[What you will do]: Return all lines of the data in which the string "first" occurs.

Items from a data source

[Start of Attachment]

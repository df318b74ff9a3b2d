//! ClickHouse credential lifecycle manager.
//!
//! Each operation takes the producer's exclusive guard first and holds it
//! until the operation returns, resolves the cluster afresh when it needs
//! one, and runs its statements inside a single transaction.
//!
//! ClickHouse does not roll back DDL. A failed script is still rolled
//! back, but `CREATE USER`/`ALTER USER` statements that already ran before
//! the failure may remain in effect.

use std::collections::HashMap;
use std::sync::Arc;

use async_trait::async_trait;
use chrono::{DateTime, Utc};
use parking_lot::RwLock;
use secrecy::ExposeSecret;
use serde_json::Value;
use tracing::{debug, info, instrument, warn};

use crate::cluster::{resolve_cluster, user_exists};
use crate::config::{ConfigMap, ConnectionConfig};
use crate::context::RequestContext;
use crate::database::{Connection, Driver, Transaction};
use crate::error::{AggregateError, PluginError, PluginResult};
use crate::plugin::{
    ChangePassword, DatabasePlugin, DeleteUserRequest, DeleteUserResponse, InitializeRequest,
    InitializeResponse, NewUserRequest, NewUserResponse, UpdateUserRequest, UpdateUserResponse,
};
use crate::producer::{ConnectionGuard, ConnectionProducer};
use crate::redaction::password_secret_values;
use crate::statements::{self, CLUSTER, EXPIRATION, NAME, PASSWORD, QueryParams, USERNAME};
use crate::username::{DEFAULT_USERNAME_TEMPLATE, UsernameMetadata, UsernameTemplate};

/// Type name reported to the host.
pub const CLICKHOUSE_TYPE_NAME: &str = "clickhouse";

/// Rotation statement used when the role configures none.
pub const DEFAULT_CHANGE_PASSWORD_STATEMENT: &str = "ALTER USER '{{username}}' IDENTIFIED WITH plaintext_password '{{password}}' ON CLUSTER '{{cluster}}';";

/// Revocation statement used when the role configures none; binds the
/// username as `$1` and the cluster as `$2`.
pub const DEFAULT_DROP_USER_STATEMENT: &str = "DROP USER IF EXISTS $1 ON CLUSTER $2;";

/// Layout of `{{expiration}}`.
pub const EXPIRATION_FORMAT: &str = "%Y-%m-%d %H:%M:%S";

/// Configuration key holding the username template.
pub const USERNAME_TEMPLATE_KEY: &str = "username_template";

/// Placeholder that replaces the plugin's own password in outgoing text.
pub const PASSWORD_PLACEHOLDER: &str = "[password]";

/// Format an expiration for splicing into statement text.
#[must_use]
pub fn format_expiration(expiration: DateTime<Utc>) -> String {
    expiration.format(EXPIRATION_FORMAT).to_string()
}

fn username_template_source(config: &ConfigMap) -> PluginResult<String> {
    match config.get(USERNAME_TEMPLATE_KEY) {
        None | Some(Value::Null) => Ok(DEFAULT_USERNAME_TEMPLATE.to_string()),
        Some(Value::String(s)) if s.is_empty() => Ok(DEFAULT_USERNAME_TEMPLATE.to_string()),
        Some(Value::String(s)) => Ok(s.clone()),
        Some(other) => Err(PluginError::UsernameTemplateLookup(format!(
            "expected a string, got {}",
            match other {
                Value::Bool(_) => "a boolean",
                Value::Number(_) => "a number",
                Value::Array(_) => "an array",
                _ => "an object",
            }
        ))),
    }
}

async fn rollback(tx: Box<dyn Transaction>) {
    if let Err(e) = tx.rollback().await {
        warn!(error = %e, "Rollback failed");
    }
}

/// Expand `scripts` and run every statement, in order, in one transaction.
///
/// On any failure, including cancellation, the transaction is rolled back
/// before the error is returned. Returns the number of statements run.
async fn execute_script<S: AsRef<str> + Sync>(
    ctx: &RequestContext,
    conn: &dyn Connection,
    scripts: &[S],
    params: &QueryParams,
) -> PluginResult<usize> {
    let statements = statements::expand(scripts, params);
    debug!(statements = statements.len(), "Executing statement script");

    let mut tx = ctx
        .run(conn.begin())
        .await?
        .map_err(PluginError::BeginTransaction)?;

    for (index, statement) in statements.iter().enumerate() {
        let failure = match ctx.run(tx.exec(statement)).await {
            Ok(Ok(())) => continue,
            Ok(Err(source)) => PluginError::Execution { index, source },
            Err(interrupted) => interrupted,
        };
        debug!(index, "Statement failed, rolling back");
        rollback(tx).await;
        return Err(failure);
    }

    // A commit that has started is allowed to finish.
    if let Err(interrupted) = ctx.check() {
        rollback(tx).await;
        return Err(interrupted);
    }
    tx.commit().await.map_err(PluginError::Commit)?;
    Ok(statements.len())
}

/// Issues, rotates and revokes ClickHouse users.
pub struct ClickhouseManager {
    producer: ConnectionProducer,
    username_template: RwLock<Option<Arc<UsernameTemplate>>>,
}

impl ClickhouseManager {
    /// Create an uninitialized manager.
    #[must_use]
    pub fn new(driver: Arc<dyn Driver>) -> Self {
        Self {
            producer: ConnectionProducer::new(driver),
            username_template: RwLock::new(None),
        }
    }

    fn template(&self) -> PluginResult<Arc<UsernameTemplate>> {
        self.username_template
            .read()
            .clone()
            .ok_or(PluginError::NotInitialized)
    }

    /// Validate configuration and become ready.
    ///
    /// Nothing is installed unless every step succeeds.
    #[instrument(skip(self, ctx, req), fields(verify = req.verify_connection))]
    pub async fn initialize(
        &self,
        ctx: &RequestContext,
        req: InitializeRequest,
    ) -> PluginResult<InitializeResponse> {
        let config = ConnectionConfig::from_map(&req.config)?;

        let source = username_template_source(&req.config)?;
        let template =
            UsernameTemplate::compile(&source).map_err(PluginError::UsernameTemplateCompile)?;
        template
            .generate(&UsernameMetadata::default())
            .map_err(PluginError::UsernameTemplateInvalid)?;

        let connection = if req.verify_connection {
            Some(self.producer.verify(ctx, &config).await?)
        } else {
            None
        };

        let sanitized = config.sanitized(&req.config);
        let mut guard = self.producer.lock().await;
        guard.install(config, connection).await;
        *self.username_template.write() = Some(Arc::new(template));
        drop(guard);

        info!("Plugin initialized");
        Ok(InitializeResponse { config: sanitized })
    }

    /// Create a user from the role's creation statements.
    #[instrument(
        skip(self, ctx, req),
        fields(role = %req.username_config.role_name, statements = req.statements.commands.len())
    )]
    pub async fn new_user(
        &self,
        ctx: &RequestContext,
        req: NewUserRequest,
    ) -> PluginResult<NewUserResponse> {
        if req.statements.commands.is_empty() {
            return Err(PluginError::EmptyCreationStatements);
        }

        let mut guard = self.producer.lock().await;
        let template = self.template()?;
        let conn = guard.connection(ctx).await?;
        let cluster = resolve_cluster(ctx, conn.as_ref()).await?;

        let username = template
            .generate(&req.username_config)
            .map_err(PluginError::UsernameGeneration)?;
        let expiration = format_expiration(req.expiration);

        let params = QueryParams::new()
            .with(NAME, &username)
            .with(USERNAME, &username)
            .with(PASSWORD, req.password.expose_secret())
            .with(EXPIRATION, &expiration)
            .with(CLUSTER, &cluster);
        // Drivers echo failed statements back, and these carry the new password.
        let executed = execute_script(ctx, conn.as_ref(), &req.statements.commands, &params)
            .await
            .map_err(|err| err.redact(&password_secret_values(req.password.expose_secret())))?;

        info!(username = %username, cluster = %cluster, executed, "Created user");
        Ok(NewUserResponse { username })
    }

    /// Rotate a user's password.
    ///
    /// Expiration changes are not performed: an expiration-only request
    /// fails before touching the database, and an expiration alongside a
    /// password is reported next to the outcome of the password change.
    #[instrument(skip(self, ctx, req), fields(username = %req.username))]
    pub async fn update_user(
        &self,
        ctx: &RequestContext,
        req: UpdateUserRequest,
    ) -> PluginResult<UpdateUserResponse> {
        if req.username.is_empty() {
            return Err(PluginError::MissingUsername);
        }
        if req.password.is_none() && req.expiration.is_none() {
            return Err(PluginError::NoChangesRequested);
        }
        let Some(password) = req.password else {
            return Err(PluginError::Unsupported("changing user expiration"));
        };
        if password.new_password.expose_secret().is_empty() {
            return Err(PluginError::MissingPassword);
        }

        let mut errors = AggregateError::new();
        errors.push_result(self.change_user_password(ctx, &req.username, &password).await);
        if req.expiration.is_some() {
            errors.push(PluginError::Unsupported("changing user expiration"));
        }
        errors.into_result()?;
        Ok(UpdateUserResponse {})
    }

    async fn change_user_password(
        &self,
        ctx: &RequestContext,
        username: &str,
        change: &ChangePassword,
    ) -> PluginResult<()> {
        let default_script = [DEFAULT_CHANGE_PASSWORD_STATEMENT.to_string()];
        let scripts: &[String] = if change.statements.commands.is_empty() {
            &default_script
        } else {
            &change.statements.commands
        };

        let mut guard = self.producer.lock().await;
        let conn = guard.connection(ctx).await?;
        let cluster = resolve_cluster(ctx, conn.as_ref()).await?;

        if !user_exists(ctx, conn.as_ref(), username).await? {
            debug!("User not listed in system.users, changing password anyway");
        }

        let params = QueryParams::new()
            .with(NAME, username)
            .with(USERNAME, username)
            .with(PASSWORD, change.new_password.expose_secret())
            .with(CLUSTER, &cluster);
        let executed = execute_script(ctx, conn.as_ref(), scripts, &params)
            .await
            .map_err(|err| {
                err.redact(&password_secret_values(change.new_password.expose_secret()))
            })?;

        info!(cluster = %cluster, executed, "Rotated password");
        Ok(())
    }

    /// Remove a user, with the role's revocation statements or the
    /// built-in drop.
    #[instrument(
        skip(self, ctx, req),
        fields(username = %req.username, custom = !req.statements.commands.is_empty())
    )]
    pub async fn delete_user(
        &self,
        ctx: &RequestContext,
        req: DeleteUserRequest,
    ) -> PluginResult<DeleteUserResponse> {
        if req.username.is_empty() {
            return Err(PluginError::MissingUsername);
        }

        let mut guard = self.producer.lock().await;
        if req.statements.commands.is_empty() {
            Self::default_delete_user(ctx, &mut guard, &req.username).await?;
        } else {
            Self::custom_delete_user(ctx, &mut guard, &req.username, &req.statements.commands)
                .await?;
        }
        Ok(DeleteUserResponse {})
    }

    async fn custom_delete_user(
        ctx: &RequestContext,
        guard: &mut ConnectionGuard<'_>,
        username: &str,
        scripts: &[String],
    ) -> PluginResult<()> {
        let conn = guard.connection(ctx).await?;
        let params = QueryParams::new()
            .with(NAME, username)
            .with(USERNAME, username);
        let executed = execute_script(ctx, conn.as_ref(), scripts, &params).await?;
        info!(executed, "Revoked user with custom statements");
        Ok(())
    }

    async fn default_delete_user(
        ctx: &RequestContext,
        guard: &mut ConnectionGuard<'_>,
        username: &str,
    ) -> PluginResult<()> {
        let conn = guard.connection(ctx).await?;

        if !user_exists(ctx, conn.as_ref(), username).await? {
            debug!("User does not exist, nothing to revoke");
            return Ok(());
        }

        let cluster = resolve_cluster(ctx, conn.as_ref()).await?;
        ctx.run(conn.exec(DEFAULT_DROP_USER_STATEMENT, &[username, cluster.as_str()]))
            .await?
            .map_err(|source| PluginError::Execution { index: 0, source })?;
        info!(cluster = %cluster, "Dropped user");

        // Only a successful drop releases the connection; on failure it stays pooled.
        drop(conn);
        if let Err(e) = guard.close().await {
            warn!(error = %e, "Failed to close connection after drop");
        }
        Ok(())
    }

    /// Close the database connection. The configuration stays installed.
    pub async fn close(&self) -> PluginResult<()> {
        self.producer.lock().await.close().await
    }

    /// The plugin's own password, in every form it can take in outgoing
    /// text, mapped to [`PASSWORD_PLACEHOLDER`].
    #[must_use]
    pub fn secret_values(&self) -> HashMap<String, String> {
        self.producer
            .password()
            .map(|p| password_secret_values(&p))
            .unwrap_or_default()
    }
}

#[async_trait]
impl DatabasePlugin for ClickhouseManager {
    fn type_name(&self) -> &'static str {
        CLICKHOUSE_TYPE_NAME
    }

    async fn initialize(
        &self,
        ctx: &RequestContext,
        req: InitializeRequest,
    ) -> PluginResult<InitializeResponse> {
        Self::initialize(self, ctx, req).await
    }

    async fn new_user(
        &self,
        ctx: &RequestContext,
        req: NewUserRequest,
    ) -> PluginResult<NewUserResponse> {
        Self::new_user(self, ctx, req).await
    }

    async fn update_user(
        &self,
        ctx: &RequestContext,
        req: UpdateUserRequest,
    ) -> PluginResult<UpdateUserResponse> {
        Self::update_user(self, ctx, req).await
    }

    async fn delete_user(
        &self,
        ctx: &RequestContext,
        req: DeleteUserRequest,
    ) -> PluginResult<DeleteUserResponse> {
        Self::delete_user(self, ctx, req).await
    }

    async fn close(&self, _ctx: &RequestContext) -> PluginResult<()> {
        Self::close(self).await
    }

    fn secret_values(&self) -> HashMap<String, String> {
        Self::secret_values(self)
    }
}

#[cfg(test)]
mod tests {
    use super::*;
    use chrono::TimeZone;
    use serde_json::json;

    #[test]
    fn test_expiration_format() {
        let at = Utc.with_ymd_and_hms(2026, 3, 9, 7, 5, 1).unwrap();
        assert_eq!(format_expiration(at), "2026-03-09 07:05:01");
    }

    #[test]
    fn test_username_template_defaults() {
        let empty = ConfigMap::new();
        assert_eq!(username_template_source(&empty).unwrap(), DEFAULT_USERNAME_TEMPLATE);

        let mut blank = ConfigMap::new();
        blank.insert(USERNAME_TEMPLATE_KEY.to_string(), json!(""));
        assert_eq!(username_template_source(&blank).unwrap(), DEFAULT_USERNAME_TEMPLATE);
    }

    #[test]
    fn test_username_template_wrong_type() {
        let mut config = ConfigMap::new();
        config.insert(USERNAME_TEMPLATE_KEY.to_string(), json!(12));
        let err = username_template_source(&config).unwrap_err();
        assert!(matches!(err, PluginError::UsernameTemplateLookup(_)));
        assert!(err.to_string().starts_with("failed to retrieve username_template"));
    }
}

[End of Attachment]
[Start of Attachment]

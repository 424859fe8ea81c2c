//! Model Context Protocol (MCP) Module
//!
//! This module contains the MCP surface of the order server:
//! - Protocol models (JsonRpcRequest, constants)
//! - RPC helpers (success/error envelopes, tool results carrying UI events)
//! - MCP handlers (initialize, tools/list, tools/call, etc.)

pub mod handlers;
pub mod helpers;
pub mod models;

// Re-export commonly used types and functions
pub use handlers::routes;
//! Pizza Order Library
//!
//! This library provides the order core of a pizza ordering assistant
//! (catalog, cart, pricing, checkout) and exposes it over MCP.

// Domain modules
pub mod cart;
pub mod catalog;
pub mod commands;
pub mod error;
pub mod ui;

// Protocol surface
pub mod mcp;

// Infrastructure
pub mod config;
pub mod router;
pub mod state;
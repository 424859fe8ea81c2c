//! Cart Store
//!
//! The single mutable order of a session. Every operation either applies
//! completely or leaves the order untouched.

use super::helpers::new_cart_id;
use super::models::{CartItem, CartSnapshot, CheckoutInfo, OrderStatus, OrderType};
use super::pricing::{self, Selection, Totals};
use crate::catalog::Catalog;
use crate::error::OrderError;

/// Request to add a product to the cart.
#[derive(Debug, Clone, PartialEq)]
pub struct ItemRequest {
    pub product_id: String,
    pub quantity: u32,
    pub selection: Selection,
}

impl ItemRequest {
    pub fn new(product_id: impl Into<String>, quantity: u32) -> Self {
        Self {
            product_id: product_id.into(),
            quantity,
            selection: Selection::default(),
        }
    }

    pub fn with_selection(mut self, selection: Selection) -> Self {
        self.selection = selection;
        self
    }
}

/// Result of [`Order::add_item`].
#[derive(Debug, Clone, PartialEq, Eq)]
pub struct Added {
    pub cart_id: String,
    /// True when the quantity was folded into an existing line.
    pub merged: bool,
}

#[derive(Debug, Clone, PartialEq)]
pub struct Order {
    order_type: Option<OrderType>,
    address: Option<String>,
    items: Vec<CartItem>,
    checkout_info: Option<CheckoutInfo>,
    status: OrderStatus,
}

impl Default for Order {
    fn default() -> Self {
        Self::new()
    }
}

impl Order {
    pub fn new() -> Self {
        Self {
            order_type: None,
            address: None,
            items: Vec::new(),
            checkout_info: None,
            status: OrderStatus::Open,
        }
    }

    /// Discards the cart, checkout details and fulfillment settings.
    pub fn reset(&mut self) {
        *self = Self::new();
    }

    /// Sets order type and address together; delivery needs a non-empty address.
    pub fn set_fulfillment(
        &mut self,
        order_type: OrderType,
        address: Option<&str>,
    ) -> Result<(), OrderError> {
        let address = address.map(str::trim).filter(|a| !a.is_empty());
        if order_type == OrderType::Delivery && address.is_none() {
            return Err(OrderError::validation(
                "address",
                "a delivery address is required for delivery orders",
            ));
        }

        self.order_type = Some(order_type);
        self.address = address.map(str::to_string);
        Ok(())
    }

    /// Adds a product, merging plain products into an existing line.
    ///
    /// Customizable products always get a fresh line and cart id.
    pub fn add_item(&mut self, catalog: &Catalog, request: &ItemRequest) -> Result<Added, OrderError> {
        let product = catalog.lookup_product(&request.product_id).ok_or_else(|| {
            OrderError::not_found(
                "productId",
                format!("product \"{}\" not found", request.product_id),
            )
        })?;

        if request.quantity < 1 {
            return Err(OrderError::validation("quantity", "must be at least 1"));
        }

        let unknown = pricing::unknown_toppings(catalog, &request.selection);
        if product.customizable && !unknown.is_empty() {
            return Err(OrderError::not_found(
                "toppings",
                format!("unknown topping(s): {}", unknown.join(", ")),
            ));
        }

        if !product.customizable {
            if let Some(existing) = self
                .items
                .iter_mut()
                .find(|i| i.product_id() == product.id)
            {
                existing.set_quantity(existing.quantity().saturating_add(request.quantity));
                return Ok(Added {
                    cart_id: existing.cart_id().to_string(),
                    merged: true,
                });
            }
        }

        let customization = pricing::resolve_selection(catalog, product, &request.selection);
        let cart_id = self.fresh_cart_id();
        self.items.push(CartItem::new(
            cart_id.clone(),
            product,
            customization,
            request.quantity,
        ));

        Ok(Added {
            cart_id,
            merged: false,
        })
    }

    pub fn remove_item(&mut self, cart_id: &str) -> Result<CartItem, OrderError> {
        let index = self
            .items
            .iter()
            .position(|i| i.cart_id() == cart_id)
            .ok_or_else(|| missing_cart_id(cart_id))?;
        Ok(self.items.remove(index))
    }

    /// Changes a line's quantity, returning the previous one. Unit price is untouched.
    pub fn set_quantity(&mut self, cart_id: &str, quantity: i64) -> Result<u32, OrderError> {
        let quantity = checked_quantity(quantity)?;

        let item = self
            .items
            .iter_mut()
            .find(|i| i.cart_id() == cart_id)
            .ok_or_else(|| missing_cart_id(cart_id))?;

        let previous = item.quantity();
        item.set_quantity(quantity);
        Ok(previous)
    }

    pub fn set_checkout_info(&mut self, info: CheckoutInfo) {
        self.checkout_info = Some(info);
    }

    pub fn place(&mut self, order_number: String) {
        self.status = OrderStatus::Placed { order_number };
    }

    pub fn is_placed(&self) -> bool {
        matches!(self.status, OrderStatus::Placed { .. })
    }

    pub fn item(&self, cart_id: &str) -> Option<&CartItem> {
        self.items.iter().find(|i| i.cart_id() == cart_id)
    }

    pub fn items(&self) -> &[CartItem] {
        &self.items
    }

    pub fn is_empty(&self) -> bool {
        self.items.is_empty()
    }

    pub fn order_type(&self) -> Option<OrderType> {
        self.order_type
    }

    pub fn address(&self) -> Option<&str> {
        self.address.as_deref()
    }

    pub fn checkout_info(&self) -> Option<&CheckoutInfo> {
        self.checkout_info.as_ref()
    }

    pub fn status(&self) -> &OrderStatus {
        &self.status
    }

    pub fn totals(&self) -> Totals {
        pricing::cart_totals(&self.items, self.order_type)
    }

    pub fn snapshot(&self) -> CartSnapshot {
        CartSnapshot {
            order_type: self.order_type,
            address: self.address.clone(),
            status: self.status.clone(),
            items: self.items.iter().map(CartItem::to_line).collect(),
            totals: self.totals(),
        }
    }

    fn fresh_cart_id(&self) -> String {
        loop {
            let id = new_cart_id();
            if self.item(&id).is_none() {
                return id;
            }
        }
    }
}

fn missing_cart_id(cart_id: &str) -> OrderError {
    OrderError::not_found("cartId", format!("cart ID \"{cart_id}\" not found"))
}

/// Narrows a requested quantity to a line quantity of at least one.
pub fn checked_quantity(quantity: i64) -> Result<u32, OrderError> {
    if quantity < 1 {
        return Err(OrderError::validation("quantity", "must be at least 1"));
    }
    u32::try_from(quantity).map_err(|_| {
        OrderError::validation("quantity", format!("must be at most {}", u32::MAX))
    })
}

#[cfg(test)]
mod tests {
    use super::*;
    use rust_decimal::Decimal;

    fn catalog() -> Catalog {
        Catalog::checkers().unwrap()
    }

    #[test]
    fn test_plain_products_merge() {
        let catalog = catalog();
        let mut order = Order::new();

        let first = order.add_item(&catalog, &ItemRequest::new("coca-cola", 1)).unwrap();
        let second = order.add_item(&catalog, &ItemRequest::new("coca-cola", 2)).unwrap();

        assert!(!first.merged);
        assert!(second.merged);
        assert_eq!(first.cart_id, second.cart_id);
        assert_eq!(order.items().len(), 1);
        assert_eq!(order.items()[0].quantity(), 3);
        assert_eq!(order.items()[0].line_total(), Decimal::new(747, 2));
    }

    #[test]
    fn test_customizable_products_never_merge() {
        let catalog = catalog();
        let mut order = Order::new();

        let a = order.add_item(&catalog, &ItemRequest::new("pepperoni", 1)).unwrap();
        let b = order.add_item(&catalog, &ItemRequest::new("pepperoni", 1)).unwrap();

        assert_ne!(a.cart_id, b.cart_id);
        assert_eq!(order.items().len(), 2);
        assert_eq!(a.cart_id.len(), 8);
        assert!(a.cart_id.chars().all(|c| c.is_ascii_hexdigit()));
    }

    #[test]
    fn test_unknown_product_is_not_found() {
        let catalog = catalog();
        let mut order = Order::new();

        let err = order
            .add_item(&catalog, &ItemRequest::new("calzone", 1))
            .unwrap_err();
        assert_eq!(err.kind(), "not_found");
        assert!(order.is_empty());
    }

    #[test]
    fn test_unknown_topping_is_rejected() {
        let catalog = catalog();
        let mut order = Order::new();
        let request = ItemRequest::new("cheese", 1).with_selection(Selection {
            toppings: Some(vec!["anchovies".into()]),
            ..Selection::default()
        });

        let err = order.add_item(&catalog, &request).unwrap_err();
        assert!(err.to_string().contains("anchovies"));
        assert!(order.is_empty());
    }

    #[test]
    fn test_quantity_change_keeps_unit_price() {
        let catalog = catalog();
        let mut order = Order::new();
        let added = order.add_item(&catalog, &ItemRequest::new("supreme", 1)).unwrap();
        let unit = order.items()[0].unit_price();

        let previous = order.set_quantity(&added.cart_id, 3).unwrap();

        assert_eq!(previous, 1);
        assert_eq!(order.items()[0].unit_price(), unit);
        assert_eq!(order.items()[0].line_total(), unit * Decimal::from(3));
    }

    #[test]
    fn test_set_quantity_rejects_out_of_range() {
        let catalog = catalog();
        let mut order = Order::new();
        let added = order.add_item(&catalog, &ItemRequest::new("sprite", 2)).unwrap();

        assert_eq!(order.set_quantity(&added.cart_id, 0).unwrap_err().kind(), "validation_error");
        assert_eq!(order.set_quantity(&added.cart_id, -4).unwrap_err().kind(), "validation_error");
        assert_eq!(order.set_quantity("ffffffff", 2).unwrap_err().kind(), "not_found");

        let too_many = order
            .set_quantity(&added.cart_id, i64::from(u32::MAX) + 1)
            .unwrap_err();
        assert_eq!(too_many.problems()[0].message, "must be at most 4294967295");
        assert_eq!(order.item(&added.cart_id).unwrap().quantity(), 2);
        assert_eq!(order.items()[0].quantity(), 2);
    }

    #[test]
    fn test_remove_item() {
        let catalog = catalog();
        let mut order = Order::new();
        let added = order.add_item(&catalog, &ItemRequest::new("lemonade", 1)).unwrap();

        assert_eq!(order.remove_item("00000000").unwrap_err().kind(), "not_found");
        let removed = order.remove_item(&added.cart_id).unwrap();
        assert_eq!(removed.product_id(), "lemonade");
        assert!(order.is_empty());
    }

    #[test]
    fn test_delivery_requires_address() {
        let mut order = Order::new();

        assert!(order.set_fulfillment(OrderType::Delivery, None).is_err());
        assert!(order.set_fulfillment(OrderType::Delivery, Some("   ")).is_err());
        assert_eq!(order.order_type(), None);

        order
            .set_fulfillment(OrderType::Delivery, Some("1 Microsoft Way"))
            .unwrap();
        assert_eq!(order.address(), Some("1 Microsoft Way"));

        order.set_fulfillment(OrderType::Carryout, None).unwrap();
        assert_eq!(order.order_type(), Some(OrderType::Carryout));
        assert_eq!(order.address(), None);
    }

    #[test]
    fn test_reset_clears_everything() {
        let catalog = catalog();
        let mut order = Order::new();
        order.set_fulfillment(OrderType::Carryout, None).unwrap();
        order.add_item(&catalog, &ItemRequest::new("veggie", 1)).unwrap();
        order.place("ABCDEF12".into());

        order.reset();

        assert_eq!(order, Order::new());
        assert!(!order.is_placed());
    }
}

[End of Attachment]

[Solution to the exercise]:
//! Each operation takes the producer's exclusive guard first and holds it
        let first = order.add_item(&catalog, &ItemRequest::new("coca-cola", 1)).unwrap();
        assert!(!first.merged);
        assert_eq!(first.cart_id, second.cart_id);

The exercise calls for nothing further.